Van Eyck was believed to be born circa 1390 and his death was late June 1441. (Lane) The painting was bequeathed from one regal collection to another up to when the artwork dropped onto Joseph Bonaparte’s lap; who, by his brother Napoleon, had made him King of Spain. As Joseph was loading up a prodigious amount of the royal collection onto the train of carriages to Paris, the people of Portugal, France, and England were accumulating strength, obliging the French to take flight.
But the regal collection never arrived to its destination. Instead, in Vitoria, it was swiped in the course of the battle.
Sometime after the combat zone turned into an unusual marketplace and in the midst of this treasure was the Arnolfini Portrait. Regardless of Wellington’s strongest efforts to keep the royal collection works of art safe, found its way to the hands of Lieutenant Colonel James Hay. Therefore, Spain should be in possession of the Arnolfini Portrait but the painting turned up in England. Eventually the National Gallery in London purchased the painting in 1842 and can still be seen there today or on their website. It is unknown where Jan van Eyck may have attended school or whom he might have studied under. It would seem though that in the lines of Flemish tradition, Eyck most likely studied at an art school. It is however possible that he did not attend art school at all and instead learned from his brother, Herbert van Eyck. Herbert worked as an illuminator which can be seen in his attention to detail, as did Jan van Eyck but he definitely developed a style very much his own.
Jan van Eyck found inspiration from Gothic paintings and perhaps Masaccio. Jan van Eyck had many followers from different areas, such as the Netherlands, Germany,France, Spain, and Italy. In the Netherlands, van Eyck, created The Ghent Altarpiece, which is now one of the town’s monuments. Many painters have copied the originals and sold imitations of his work in the 15th century. In Germany, Painter Konrad Witz, copied Jan’s use of isolated figures in Mirror of Human Salvation. In France, Barthelemy d’Eyck often went to Jan’s shop and put his own personal style into the panels, like Virgin. In Spain, one of the first northern Europeans, Jan van Eyck, influenced Spanish art. And lastly, in Italy, Italian paintings were influenced by van Eyck more than any other country.
One well-known artist from Italy, Sandro Botticello, is known to have been influenced by Jan van Eyck. Jan van Eyck was also known as ‘the Father of oil painting’ and he pushed the use of oils into a new realm.
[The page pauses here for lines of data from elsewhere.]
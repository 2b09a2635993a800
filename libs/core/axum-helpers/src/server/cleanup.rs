//! Connection cleanup run during graceful shutdown.

use tracing::{error, info};

/// Close a SeaORM connection pool, logging the outcome.
///
/// ```ignore
/// close_postgres(db, "shop").await;
/// ```
pub async fn close_postgres(db: sea_orm::DatabaseConnection, name: &str) {
    match db.close().await {
        Ok(_) => info!("PostgreSQL connection '{}' closed successfully", name),
        Err(e) => error!("Error closing PostgreSQL connection '{}': {}", name, e),
    }
}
Jan van Eyck was able to use detail and depict textures using oil paints and is seen in almost all of his paintings. Oil paints in the 15th century were heat-bodied linseed oil and were left in sunlight. Doing this allowed the paints to have a glossy texture. Van Eyck used the technique of layered paintings and used the rich coloring along with the use of light. Being a minimalist, Jan van Eyck painted using a fine brush and even argued that he painted with a single hair. The detail in the Arnolfini Portrait is exemplary, able to see tiny figures in full detail almost eluding the eye. Jan van Eyck’s strong attention to detail allows you to know exactly types of wood and metal that are painted.